Obsessed with Catch 22 and the madness of war. Lets reblog some stuff. Like a lot of stuff, no real theme here.
Jul 30 '14
obitoftheday:

Obit of the Day: The Last Crew Member of the Enola Gay
The Enola Gay* was 31,000 feet above Hiroshima on August 6, 1945 at 8:15 a.m. when it released its payload - “Little Boy,” the first atomic bomb. After dropping the bomb, the pilot, Colonel Paul Tibbets, turned the plane and headed back to base in the Mariana Islands.
The crew was told that they had 43 seconds to leave the area before the bomb detonated 1,890 feet in the air over the city of 350,000. Navigator Theodore “Dutch” Van Kirk began counting in his head (“one one-thousand”, “two one-thousand”) and at 43 there was nothing. He and his crew mates thought it was dud. 
Then the cabin filled with a bright light and the "plane jumped and made a sound like sheet metal snapping." Looking back he saw that Hiroshima was no longer visible, "The entire city was covered with smoke and dust and dirt. I describe it looking like a pot of black, boiling tar. You could see some fires burning on the edge of the city.”
Chosen as a military target housing several divisions of the Japanese army as well as serving as a key shipping port, an estimated 70-80,000 residents of Hiroshima were killed by the blast or resultant fires.
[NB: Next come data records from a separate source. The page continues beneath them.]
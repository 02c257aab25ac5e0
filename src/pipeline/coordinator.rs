use std::marker::PhantomData;
use std::sync::{Arc, OnceLock};

use futures::StreamExt;
use futures::stream::FuturesUnordered;
use tokio::sync::mpsc;
use tokio::task::JoinHandle;
use tokio_util::sync::CancellationToken;
use tracing::{debug, error, info, warn};

use super::config::PipelineConfig;
use super::error::PipelineError;
use super::events::{Observers, PipelineEvents};
use super::worker::run_branch;
use crate::branch::{Branch, BranchTransform};
use crate::domain::{PipelineState, Record, StateCell};
use crate::sink::Destination;

/// State shared between the coordinator handle, its branch workers and
/// the supervisor task
pub(crate) struct Shared {
    pub(crate) state: StateCell,
    pub(crate) shutdown: CancellationToken,
    error: OnceLock<PipelineError>,
    observers: Observers,
}

impl Shared {
    fn new() -> Self {
        Self {
            state: StateCell::new(),
            shutdown: CancellationToken::new(),
            error: OnceLock::new(),
            observers: Observers::new(),
        }
    }

    /// Promote an error to the pipeline's aggregate error
    ///
    /// Only the first call wins; it stops intake, cancels every branch and
    /// then notifies observers. Returns false for swallowed errors.
    pub(crate) fn report(&self, err: PipelineError) -> bool {
        if let Err(swallowed) = self.error.set(err.clone()) {
            debug!(error = %swallowed, "Suppressing error after the first");
            return false;
        }

        warn!(error = %err, "Pipeline error, finalizing all branches");

        // Upstream may already have completed, in which case we stay in Finishing
        if self
            .state
            .transition(PipelineState::Active, PipelineState::Erroring)
        {
            self.state
                .transition(PipelineState::Erroring, PipelineState::Finishing);
        }
        self.shutdown.cancel();

        // Observers must find the pipeline closed. The reporting task is
        // still running here, so the supervisor cannot emit Finished first.
        self.observers.emit_error(err);
        true
    }

    fn error(&self) -> Option<PipelineError> {
        self.error.get().cloned()
    }
}

/// Per-branch accounting returned when the pipeline finishes
#[derive(Debug, Clone, Default, PartialEq, Eq)]
pub struct BranchReport {
    pub branch: usize,
    /// Payloads handed to the transform
    pub processed: u64,
    /// Payloads the transform rejected
    pub failed: u64,
    /// Payloads still queued when the branch was cancelled
    pub dropped: usize,
}

/// Final result of a pipeline run
#[derive(Debug)]
pub struct PipelineOutcome {
    /// The aggregate error, if any branch failed
    pub error: Option<PipelineError>,
    /// One report per branch, ordered by branch index
    pub branches: Vec<BranchReport>,
}

impl PipelineOutcome {
    /// Check if the pipeline finished without an aggregate error
    pub fn succeeded(&self) -> bool {
        self.error.is_none()
    }

    /// Total payloads processed across all branches
    pub fn total_processed(&self) -> u64 {
        self.branches.iter().map(|r| r.processed).sum()
    }
}

/// Builder for a [`FanOut`]
pub struct FanOutBuilder<T, D: ?Sized> {
    destination: Arc<D>,
    config: PipelineConfig,
    _phantom: PhantomData<fn(T)>,
}

impl<T, D> FanOutBuilder<T, D>
where
    T: Send + 'static,
    D: ?Sized + Send + Sync + 'static,
{
    /// Replace the whole configuration
    pub fn with_config(mut self, config: PipelineConfig) -> Self {
        self.config = config;
        self
    }

    /// Set number of branches (defaults to 3)
    pub fn with_branches(mut self, num: usize) -> Self {
        self.config = self.config.with_branches(num);
        self
    }

    /// Set per-branch queue capacity (defaults to 64)
    pub fn with_queue_capacity(mut self, capacity: usize) -> Self {
        self.config = self.config.with_queue_capacity(capacity);
        self
    }

    /// Spawn the branches and the supervisor
    ///
    /// `factory` is called once per branch with the branch index. Must be
    /// called from within a tokio runtime.
    ///
    /// # Example
    /// ```rust,ignore
    /// let sink = Arc::new(CollectingSink::new());
    /// let mut fan_out = FanOut::builder(sink.clone())
    ///     .with_branches(3)
    ///     .build(|_| RejectSentinel::default());
    ///
    /// fan_out.accept(Record::new(0, "ok".to_string())).await?;
    /// let outcome = fan_out.join().await;
    /// ```
    pub fn build<X, F>(self, mut factory: F) -> FanOut<T>
    where
        F: FnMut(usize) -> X,
        X: BranchTransform<T>,
        D: Destination<<X as BranchTransform<T>>::Output>,
    {
        let FanOutBuilder {
            destination,
            config,
            _phantom,
        } = self;

        let shared = Arc::new(Shared::new());
        let mut queues = Vec::with_capacity(config.branches);
        let mut workers = Vec::with_capacity(config.branches);

        for index in 0..config.branches {
            let (tx, rx) = mpsc::channel(config.queue_capacity);
            let branch = Branch::new(index, factory(index));

            workers.push(tokio::spawn(run_branch(
                branch,
                rx,
                Arc::clone(&destination),
                Arc::clone(&shared),
            )));
            queues.push(tx);
        }

        let supervisor = tokio::spawn(supervise::<<X as BranchTransform<T>>::Output, D>(
            workers,
            destination,
            Arc::clone(&shared),
        ));

        debug!(
            branches = config.branches,
            queue_capacity = config.queue_capacity,
            "Fan-out pipeline started"
        );

        FanOut {
            queues: Some(queues),
            shared,
            supervisor,
            branches: config.branches,
        }
    }
}

/// Writable entry point that routes indexed records to parallel branches
///
/// All branches forward into one destination. The first branch failure
/// closes intake, cancels every branch and is reported once to every
/// observer, followed by exactly one `Finished`.
pub struct FanOut<T> {
    queues: Option<Vec<mpsc::Sender<T>>>,
    shared: Arc<Shared>,
    supervisor: JoinHandle<PipelineOutcome>,
    branches: usize,
}

impl<T: Send + 'static> FanOut<T> {
    /// Start building a pipeline that forwards into `destination`
    pub fn builder<D>(destination: Arc<D>) -> FanOutBuilder<T, D>
    where
        D: ?Sized + Send + Sync + 'static,
    {
        FanOutBuilder {
            destination,
            config: PipelineConfig::default(),
            _phantom: PhantomData,
        }
    }

    /// Route `record.payload` to the branch at `record.index`
    ///
    /// Waits only for queue capacity, not for the branch to process the
    /// payload. Fails with `Closed` once the pipeline stopped accepting
    /// input and with `Routing` for an index outside the branch set.
    pub async fn accept(&mut self, record: Record<T>) -> Result<(), PipelineError> {
        if !self.shared.state.get().accepts_input() {
            return Err(PipelineError::Closed);
        }

        let Some(queues) = self.queues.as_ref() else {
            return Err(PipelineError::Closed);
        };

        let (index, payload) = record.into_parts();
        let Some(queue) = queues.get(index) else {
            warn!(index, branches = self.branches, "Record routed to unknown branch");
            return Err(PipelineError::Routing {
                index,
                branches: self.branches,
            });
        };

        // Fails only if the branch already stopped after cancellation
        queue
            .send(payload)
            .await
            .map_err(|_| PipelineError::Closed)?;

        Ok(())
    }

    /// Declare that upstream will send no more records
    ///
    /// Every branch drains what is already queued and is then finalized.
    /// Calling this again, or after an error, has no further effect.
    pub fn signal_no_more_input(&mut self) {
        if self.queues.take().is_none() {
            return;
        }

        if self
            .shared
            .state
            .transition(PipelineState::Active, PipelineState::Finishing)
        {
            info!(branches = self.branches, "Upstream complete, finalizing branches");
        }
    }

    /// Register an observer for the aggregate error and `Finished`
    pub fn subscribe(&self) -> PipelineEvents {
        self.shared.observers.subscribe()
    }

    /// Current lifecycle state
    pub fn state(&self) -> PipelineState {
        self.shared.state.get()
    }

    pub fn branch_count(&self) -> usize {
        self.branches
    }

    /// Whether `accept` would currently be refused
    pub fn is_closed(&self) -> bool {
        self.queues.is_none() || !self.state().accepts_input()
    }

    /// The aggregate error recorded so far
    pub fn error(&self) -> Option<PipelineError> {
        self.shared.error()
    }

    /// Wait for the pipeline to reach `Finished`
    ///
    /// Implies [`signal_no_more_input`](Self::signal_no_more_input).
    pub async fn join(mut self) -> PipelineOutcome {
        self.signal_no_more_input();

        match (&mut self.supervisor).await {
            Ok(outcome) => outcome,
            Err(e) => {
                error!(error = %e, "Pipeline supervisor terminated abnormally");
                PipelineOutcome {
                    error: self.shared.error(),
                    branches: Vec::new(),
                }
            }
        }
    }
}

/// Wait for every branch, finalize the destination, then finish
async fn supervise<O, D>(
    workers: Vec<JoinHandle<BranchReport>>,
    destination: Arc<D>,
    shared: Arc<Shared>,
) -> PipelineOutcome
where
    O: Send + 'static,
    D: Destination<O> + ?Sized,
{
    let mut pending: FuturesUnordered<_> = workers
        .into_iter()
        .enumerate()
        .map(|(index, handle)| async move { (index, handle.await) })
        .collect();

    let mut branches = Vec::with_capacity(pending.len());
    while let Some((index, joined)) = pending.next().await {
        match joined {
            Ok(report) => branches.push(report),
            Err(e) => {
                error!(branch = index, error = %e, "Branch task terminated abnormally");
                shared.report(PipelineError::BranchPanicked { branch: index });
                branches.push(BranchReport {
                    branch: index,
                    ..BranchReport::default()
                });
            }
        }
    }
    branches.sort_by_key(|r| r.branch);

    if let Err(e) = Destination::<O>::finish(&*destination).await {
        shared.report(PipelineError::from(e));
    }

    // Dropping the handle without signalling counts as upstream completion
    if shared
        .state
        .transition(PipelineState::Active, PipelineState::Finishing)
    {
        debug!("Coordinator dropped, treating as no more input");
    }

    if !shared
        .state
        .transition(PipelineState::Finishing, PipelineState::Finished)
    {
        warn!(state = %shared.state.get(), "Unexpected state while finishing");
    }

    shared.observers.emit_finished();
    info!(error = shared.error().is_some(), "Pipeline finished");

    PipelineOutcome {
        error: shared.error(),
        branches,
    }
}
Another 70,000 men, women, and children were injured. (Thousands later died of radiation poisoning or radiation-related illnesses.) 
Three days later another plane dropped a second atomic bomb (“Fat Man”)  on the city of Nagasaki. The Japanese surrendered that same day. (The official surrender occured on September 1, 1945.)
Mr. Van Kirk joined the Army Air Corps cadet program (a precursor to the U.S. Air Force Academy) just two months before the Japanese bombing at Pearl Harbor. Following his training, he was recruited by Colonel Tibbets as navigator, along with Major Thomas Ferebee as bombadier. 
Together the threesome flew 58 missions during World War II. This included transporting General Dwight Eisenhower to Gibraltar in 1942 for the planning of the Allied invasion of North Africa.
Mr. Van Kirk was reassigned stateside as a training officer after mission 58 but Colonel Tibbets recalled him as part of the newly created 509th Composite Group. The group was formed to specifically handle the transport and delivery of the atomic bomb.
Mr. Van Kirk, and the 12-man crew of the Enola Gay, would train for six months before deing deployed to Hiroshima. The flight was nine hours from the base at Tinian on the Marianas and Mr. Van Kirk’s navigation (using a compass, map, and sextant) had them arrive at the target only 15 seconds behind schedule.
During his servince in the Army Air Corps Mr. Van Kirk reached the rank of major and earned the Distinguished Flying Cross and a Silver Star. But he kept his most historic flight quiet, not even telling his children until they discovered newspaper clippings in his mother’s attic.
Following the war Mr. Van Kirk attended Bucknell University and worked as a chemical engineer at DuPont.
He did not regret dropping the bomb on Hiroshima. He, like many of his generation, believed that a coming land invasion of Japan by Allied forces would have killed many thousands more. “I honestly believe the use of the atomic bomb saved lives in the long run. There were a lot of lives saved. Most of the lives saved were Japanese.”
When asked about the moral implications of dropping the bomb, Mr. Van Kirk answered, “Where was the morality in the bombing of Coventry, or the bombing of Dresden, or the Bataan Death March, or the Rape of Nanking, or the bombing of Pearl Harbor? I believe that when you’re in a war, a nation must have the courage to do what it must to win the war with a minimum loss of lives.”
Theodore “Dutch” Van Kirk, who was retirement home neighbors with one of the last living crewman of the USS Missouri where the Japanese army officially surrendered, died on July 28, 2014 at the age of 93.
Sources: NY Times, AJC.com, Mental Floss, and Wikipedia
(Image of then-Captain Theodore Van Kirk, Colonel “Birdie” Tibbets, and Major Thomas Ferebee standing next to the Enola Gay in 1945 following their mission to Hiroshima. U.S. Air Force, via Agence France-Press — Getty Images, via The New York Times)
* The plane was named for the pilor, Colonel Paul Tibbets’ mother, Enola Gay.
Other relevant Obit of the Day posts:
Nathan Safferstein - Autographed the atomic bomb
Senji Yamaguchi - Survivor of the Nagasaki bomb who became a voice for disarmament

obitoftheday:

Obit of the Day: The Last Crew Member of the Enola Gay

The Enola Gay* was 31,000 feet above Hiroshima on August 6, 1945 at 8:15 a.m. when it released its payload - “Little Boy,” the first atomic bomb. After dropping the bomb, the pilot, Colonel Paul Tibbets, turned the plane and headed back to base in the Mariana Islands.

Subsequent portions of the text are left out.